Voila! How many of us now buy differently than we did 10 years ago? Likely everybody reading this blog. Amazon led the way.
The Heath brothers say their favorite story in Switch: How To Change Things When Change Is Hard is that of Jerry Sternin.
Little wonder, as Sternin is famous for making change with the attitude: “You cannot think your way into a new way of acting, you have to act your way into a new way of thinking.”

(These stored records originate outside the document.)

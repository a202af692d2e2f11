//! Prelude module - common imports for tabcalc users
//!
//! ```rust
//! use tabcalc::prelude::*;
//! ```

pub use crate::{
    // Errors
    ApplyError,
    // Calculation types
    CalculationStats,
    // Cell types
    CellId,
    CellSnapshot,
    CellUpdate,
    CollaboratorError,
    DependencyGraph,
    EngineOptions,
    EvaluationContext,
    FormulaBindings,
    FormulaDefinition,
    // Main types
    FormulaEngine,
    FormulaError,
    FormulaExpr,
    // Collaborator traits
    FormulaLookup,
    FormulaValue,
    RawValue,
    RecalcError,
    ResultSink,
    RowContextProvider,
    TableSchema,
};
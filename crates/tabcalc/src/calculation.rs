//! Change propagation
//!
//! When a cell changes, every formula cell that transitively reads it must be
//! recomputed, dependencies first. The host owns the [`DependencyGraph`] and
//! the [`FormulaBindings`] (which formula drives which cell); the engine
//! orders the work and re-applies each bound formula.
//!
//! # Example
//!
//! ```rust,ignore
//! use tabcalc::prelude::*;
//!
//! let mut graph = DependencyGraph::new();
//! let mut bindings = FormulaBindings::new();
//! engine.bind_formula(&mut graph, &mut bindings, "line_total", &total_cell).await?;
//!
//! // ... the price cell is edited ...
//! let stats = engine.recalculate(&graph, &price_cell, &bindings).await?;
//! println!("Recalculated {} cells", stats.cells_calculated);
//! ```

use std::collections::{BTreeSet, HashMap};
use tabcalc_core::{CellId, FormulaId};
use tabcalc_formula::{parse_document, DependencyGraph};

use crate::engine::{CellUpdate, FormulaEngine};
use crate::error::{ApplyError, RecalcError};
use crate::provider::{FormulaLookup, ResultSink, RowContextProvider};

/// Which formula drives which cell
#[derive(Debug, Clone, Default, PartialEq)]
pub struct FormulaBindings {
    bindings: HashMap<CellId, FormulaId>,
}

impl FormulaBindings {
    /// Create an empty set of bindings
    pub fn new() -> Self {
        Self::default()
    }

    /// Bind a formula to a cell, returning the previous binding
    pub fn bind(&mut self, cell: CellId, formula_id: impl Into<FormulaId>) -> Option<FormulaId> {
        self.bindings.insert(cell, formula_id.into())
    }

    /// Remove the binding of a cell
    pub fn unbind(&mut self, cell: &CellId) -> Option<FormulaId> {
        self.bindings.remove(cell)
    }

    /// Formula bound to a cell
    pub fn get(&self, cell: &CellId) -> Option<&FormulaId> {
        self.bindings.get(cell)
    }

    /// Cells bound to a formula
    pub fn cells_for<'a>(&'a self, formula_id: &'a str) -> impl Iterator<Item = &'a CellId> + 'a {
        self.bindings
            .iter()
            .filter(move |(_, f)| f.as_str() == formula_id)
            .map(|(cell, _)| cell)
    }

    /// Number of bound cells
    pub fn len(&self) -> usize {
        self.bindings.len()
    }

    /// Check if nothing is bound
    pub fn is_empty(&self) -> bool {
        self.bindings.is_empty()
    }
}

/// Statistics from a recalculation run
#[derive(Debug, Clone, Default, PartialEq, Eq)]
pub struct CalculationStats {
    /// Cells transitively affected by the change
    pub affected: usize,
    /// Number of cells recalculated
    pub cells_calculated: usize,
    /// Affected cells with no bound formula
    pub skipped: usize,
    /// Recalculated cells whose result was undefined
    pub undefined: usize,
    /// Cells written, in order
    pub order: Vec<CellId>,
}

impl<P, L, S> FormulaEngine<P, L, S>
where
    P: RowContextProvider,
    L: FormulaLookup,
    S: ResultSink,
{
    /// Apply a formula to a cell and register what it reads
    ///
    /// On success the cell is bound to the formula and its dependencies in
    /// `graph` are replaced by the formula's references. On failure neither
    /// `graph` nor `bindings` change.
    pub async fn bind_formula(
        &self,
        graph: &mut DependencyGraph,
        bindings: &mut FormulaBindings,
        formula_id: &str,
        cell: &CellId,
    ) -> Result<CellUpdate, ApplyError> {
        let applied = self.apply(formula_id, cell, self.options().cache_enabled).await?;
        let expr = parse_document(&applied.formula.expression)?;

        graph.track_formula(cell, &expr);
        bindings.bind(cell.clone(), formula_id);
        Ok(applied.update)
    }

    /// Recompute every bound cell affected by a change to `changed`
    ///
    /// Cells are written in calculation order, bypassing the cache, so each
    /// one sees the values written before it. A cycle among the affected
    /// cells fails with [`RecalcError::Ordering`] before any write. A failed
    /// cell stops the run; cells already written stay written.
    pub async fn recalculate(
        &self,
        graph: &DependencyGraph,
        changed: &CellId,
        bindings: &FormulaBindings,
    ) -> Result<CalculationStats, RecalcError> {
        let affected = graph.affected_cells(changed);
        let mut stats = CalculationStats {
            affected: affected.len(),
            ..Default::default()
        };

        if affected.is_empty() {
            return Ok(stats);
        }

        tracing::debug!(%changed, affected = affected.len(), "recalculating");
        let order = graph
            .calculation_order(&affected)
            .map_err(RecalcError::Ordering)?;

        // Cached values for these rows were computed from stale inputs
        let mut rows: BTreeSet<(&str, &str)> = BTreeSet::new();
        rows.insert((changed.table.as_str(), changed.row.as_str()));
        rows.extend(affected.iter().map(|c| (c.table.as_str(), c.row.as_str())));
        for (table, row) in rows {
            self.cache().invalidate_row(table, row);
        }

        let affected: BTreeSet<&CellId> = affected.iter().collect();
        for cell in order.iter().filter(|c| affected.contains(c)) {
            let Some(formula_id) = bindings.get(cell) else {
                stats.skipped += 1;
                continue;
            };

            let applied = self
                .apply(formula_id, cell, false)
                .await
                .map_err(|source| RecalcError::Apply {
                    cell: cell.clone(),
                    source,
                })?;

            tracing::debug!(%cell, value = %applied.update.value, "recalculated");
            if applied.update.value.is_undefined() {
                stats.undefined += 1;
            }
            stats.cells_calculated += 1;
            stats.order.push(cell.clone());
        }

        Ok(stats)
    }
}
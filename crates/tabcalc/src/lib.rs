//! # tabcalc
//!
//! Formula application engine for tabular data.
//!
//! Cells of a table row hold either literal values or the result of a
//! formula that reads sibling cells. This crate applies stored formulas to
//! target cells and keeps formula cells up to date when their inputs change.
//!
//! ## Features
//!
//! - JSON formula documents decoded into a closed expression type
//! - Spreadsheet-style evaluation: missing cells read as `0`, division by zero is undefined
//! - Time-bounded result cache owned by each engine
//! - Cell dependency graph with cycle detection and topological recalculation
//! - Async collaborator traits for row context, metadata lookup and result storage
//!
//! ## Example
//!
//! ```rust,ignore
//! use tabcalc::prelude::*;
//!
//! // `store` implements RowContextProvider, FormulaLookup and ResultSink
//! let engine = FormulaEngine::new(store.clone(), store.clone(), store.clone());
//!
//! let update = engine
//!     .apply_formula("line_total", "orders", "row_1", "total")
//!     .await?;
//! assert_eq!(update.value, FormulaValue::Number(2400.0));
//! ```

pub mod cache;
pub mod calculation;
pub mod engine;
pub mod error;
pub mod options;
pub mod prelude;
pub mod provider;

pub use cache::{CacheEntry, CacheKey, CacheStats, FormulaCache};
pub use calculation::{CalculationStats, FormulaBindings};
pub use engine::{CellUpdate, FormulaEngine};
pub use error::{ApplyError, RecalcError};
pub use options::{EngineOptions, DEFAULT_CACHE_TTL};
pub use provider::{CellWrite, CollaboratorError, FormulaLookup, ResultSink, RowContextProvider};

// Re-export core types
pub use tabcalc_core::{
    CalculationHistoryRecord, CellId, CellRecord, CellSnapshot, ColumnDef, ColumnId, ColumnType,
    FormulaDefinition, FormulaId, RawValue, RowId, TableId, TableSchema, ValueType,
};

// Re-export formula types
pub use tabcalc_formula::{
    evaluate, parse_document, to_document, AggregateFunction, BinaryOperator, CellReference,
    DependencyGraph, EvaluationContext, FormulaError, FormulaExpr, FormulaResult, FormulaValue,
    Scope,
};

/// Evaluate an expression against a row context
///
/// Pure and synchronous; the same operation the engine runs on a cache miss.
pub fn evaluate_expression(
    expr: &FormulaExpr,
    ctx: &EvaluationContext,
) -> FormulaResult<FormulaValue> {
    evaluate(expr, ctx)
}
//! Engine error types

use crate::provider::CollaboratorError;
use tabcalc_core::{CellId, FormulaId, RowId, TableId};
use tabcalc_formula::FormulaError;
use thiserror::Error;

/// Errors from [`FormulaEngine::apply_formula`](crate::FormulaEngine::apply_formula)
///
/// Everything except [`ApplyError::Persistence`] happens before any write,
/// so a failed call leaves the sink and the cache untouched.
#[derive(Debug, Error)]
pub enum ApplyError {
    /// No formula with this id
    #[error("Formula not found: {0}")]
    FormulaNotFound(FormulaId),

    /// No table with this id
    #[error("Table not found: {0}")]
    TableNotFound(TableId),

    /// The metadata lookup itself failed
    #[error("Metadata lookup failed: {0}")]
    Lookup(#[source] CollaboratorError),

    /// The row context could not be fetched
    #[error("Failed to fetch row {table}:{row}: {source}")]
    RowContext {
        table: TableId,
        row: RowId,
        #[source]
        source: CollaboratorError,
    },

    /// The formula document is malformed or could not be evaluated
    #[error(transparent)]
    Evaluation(#[from] FormulaError),

    /// The computed value could not be written
    #[error("Failed to write cell {cell}: {source}")]
    Persistence {
        cell: CellId,
        #[source]
        source: CollaboratorError,
    },
}

impl ApplyError {
    /// Whether only the write failed, so a retry can target the sink
    pub fn is_persistence(&self) -> bool {
        matches!(self, ApplyError::Persistence { .. })
    }

    /// Whether the formula or table is missing
    pub fn is_not_found(&self) -> bool {
        matches!(
            self,
            ApplyError::FormulaNotFound(_) | ApplyError::TableNotFound(_)
        )
    }
}

/// Errors from [`FormulaEngine::recalculate`](crate::FormulaEngine::recalculate)
#[derive(Debug, Error)]
pub enum RecalcError {
    /// No valid order exists; nothing was applied
    #[error("Cannot order recalculation: {0}")]
    Ordering(#[source] FormulaError),

    /// A cell failed after earlier cells in the order were written
    #[error("Recalculation of {cell} failed: {source}")]
    Apply {
        cell: CellId,
        #[source]
        source: ApplyError,
    },
}
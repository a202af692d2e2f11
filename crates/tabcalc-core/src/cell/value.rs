//! Raw cell values and sibling snapshots

use regex::Regex;
use serde::{Deserialize, Serialize};
use std::fmt;
use std::sync::OnceLock;

use super::ColumnId;

/// Leading decimal number of a string (`"12.5kg"` → `12.5`)
static NUMERIC_PREFIX: OnceLock<Regex> = OnceLock::new();

fn numeric_prefix() -> &'static Regex {
    NUMERIC_PREFIX.get_or_init(|| {
        Regex::new(r"^[+-]?(?:\d+\.?\d*|\.\d+)(?:[eE][+-]?\d+)?")
            .expect("numeric prefix pattern is valid")
    })
}

/// The raw value stored in a cell
#[derive(Debug, Clone, PartialEq, Default, Serialize, Deserialize)]
#[serde(untagged)]
pub enum RawValue {
    /// Empty cell
    #[default]
    Null,
    /// Numeric value
    Number(f64),
    /// Text value (may still hold a number typed by the user)
    Text(String),
}

impl RawValue {
    /// Numeric interpretation of the value
    ///
    /// Text uses its longest leading decimal prefix after trimming
    /// whitespace. Anything without a numeric reading is `0`.
    ///
    /// ```
    /// use tabcalc_core::RawValue;
    ///
    /// assert_eq!(RawValue::from("42").as_number(), 42.0);
    /// assert_eq!(RawValue::from(" 12px").as_number(), 12.0);
    /// assert_eq!(RawValue::from("n/a").as_number(), 0.0);
    /// assert_eq!(RawValue::Null.as_number(), 0.0);
    /// ```
    pub fn as_number(&self) -> f64 {
        match self {
            RawValue::Null => 0.0,
            RawValue::Number(n) if n.is_nan() => 0.0,
            RawValue::Number(n) => *n,
            RawValue::Text(s) => numeric_prefix()
                .find(s.trim_start())
                .and_then(|m| m.as_str().parse::<f64>().ok())
                .unwrap_or(0.0),
        }
    }

    /// Check if the cell is empty
    pub fn is_null(&self) -> bool {
        matches!(self, RawValue::Null)
    }
}

impl fmt::Display for RawValue {
    fn fmt(&self, f: &mut fmt::Formatter<'_>) -> fmt::Result {
        match self {
            RawValue::Null => Ok(()),
            RawValue::Number(n) => write!(f, "{}", n),
            RawValue::Text(s) => f.write_str(s),
        }
    }
}

impl From<f64> for RawValue {
    fn from(n: f64) -> Self {
        RawValue::Number(n)
    }
}

impl From<&str> for RawValue {
    fn from(s: &str) -> Self {
        RawValue::Text(s.to_string())
    }
}

impl From<String> for RawValue {
    fn from(s: String) -> Self {
        RawValue::Text(s)
    }
}

impl From<Option<f64>> for RawValue {
    fn from(n: Option<f64>) -> Self {
        n.map(RawValue::Number).unwrap_or(RawValue::Null)
    }
}

/// Immutable view of one cell in a row, used only for reads
#[derive(Debug, Clone, PartialEq, Serialize, Deserialize)]
pub struct CellSnapshot {
    pub column_id: ColumnId,
    #[serde(default)]
    pub raw_value: RawValue,
}

impl CellSnapshot {
    /// Create a new snapshot
    pub fn new(column_id: impl Into<ColumnId>, raw_value: impl Into<RawValue>) -> Self {
        Self {
            column_id: column_id.into(),
            raw_value: raw_value.into(),
        }
    }
}

#[cfg(test)]
mod tests {
    use super::*;
    use pretty_assertions::assert_eq;

    #[test]
    fn test_text_numeric_prefix() {
        assert_eq!(RawValue::from("3.5").as_number(), 3.5);
        assert_eq!(RawValue::from("-2e3").as_number(), -2000.0);
        assert_eq!(RawValue::from(".5").as_number(), 0.5);
        assert_eq!(RawValue::from("7 units").as_number(), 7.0);
        assert_eq!(RawValue::from("").as_number(), 0.0);
        assert_eq!(RawValue::from("abc12").as_number(), 0.0);
    }

    #[test]
    fn test_number_nan_is_zero() {
        assert_eq!(RawValue::Number(f64::NAN).as_number(), 0.0);
        assert_eq!(RawValue::Number(-4.0).as_number(), -4.0);
    }

    #[test]
    fn test_untagged_json() {
        let cells: Vec<CellSnapshot> = serde_json::from_str(
            r#"[
                {"column_id": "a", "raw_value": 10},
                {"column_id": "b", "raw_value": "20"},
                {"column_id": "c", "raw_value": null},
                {"column_id": "d"}
            ]"#,
        )
        .unwrap();

        assert_eq!(cells[0].raw_value, RawValue::Number(10.0));
        assert_eq!(cells[1].raw_value, RawValue::Text("20".into()));
        assert!(cells[2].raw_value.is_null());
        assert!(cells[3].raw_value.is_null());
    }
}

Sternin went to Vietnam to save children's lives. He found many intractable, systemic problems. Poverty, lack of education, lack of clean water. Jerry Sternin had no chance to change those. What he did have a chance to impact were individuals. He got mothers in one small village to study lack of nutrition there. He then asked if they knew any childeren who, despite the endemic malnutrition, seemed to be doing fine? Any who were perfectly healthy despite their environment? Yes, said the mothers, there were some children like that.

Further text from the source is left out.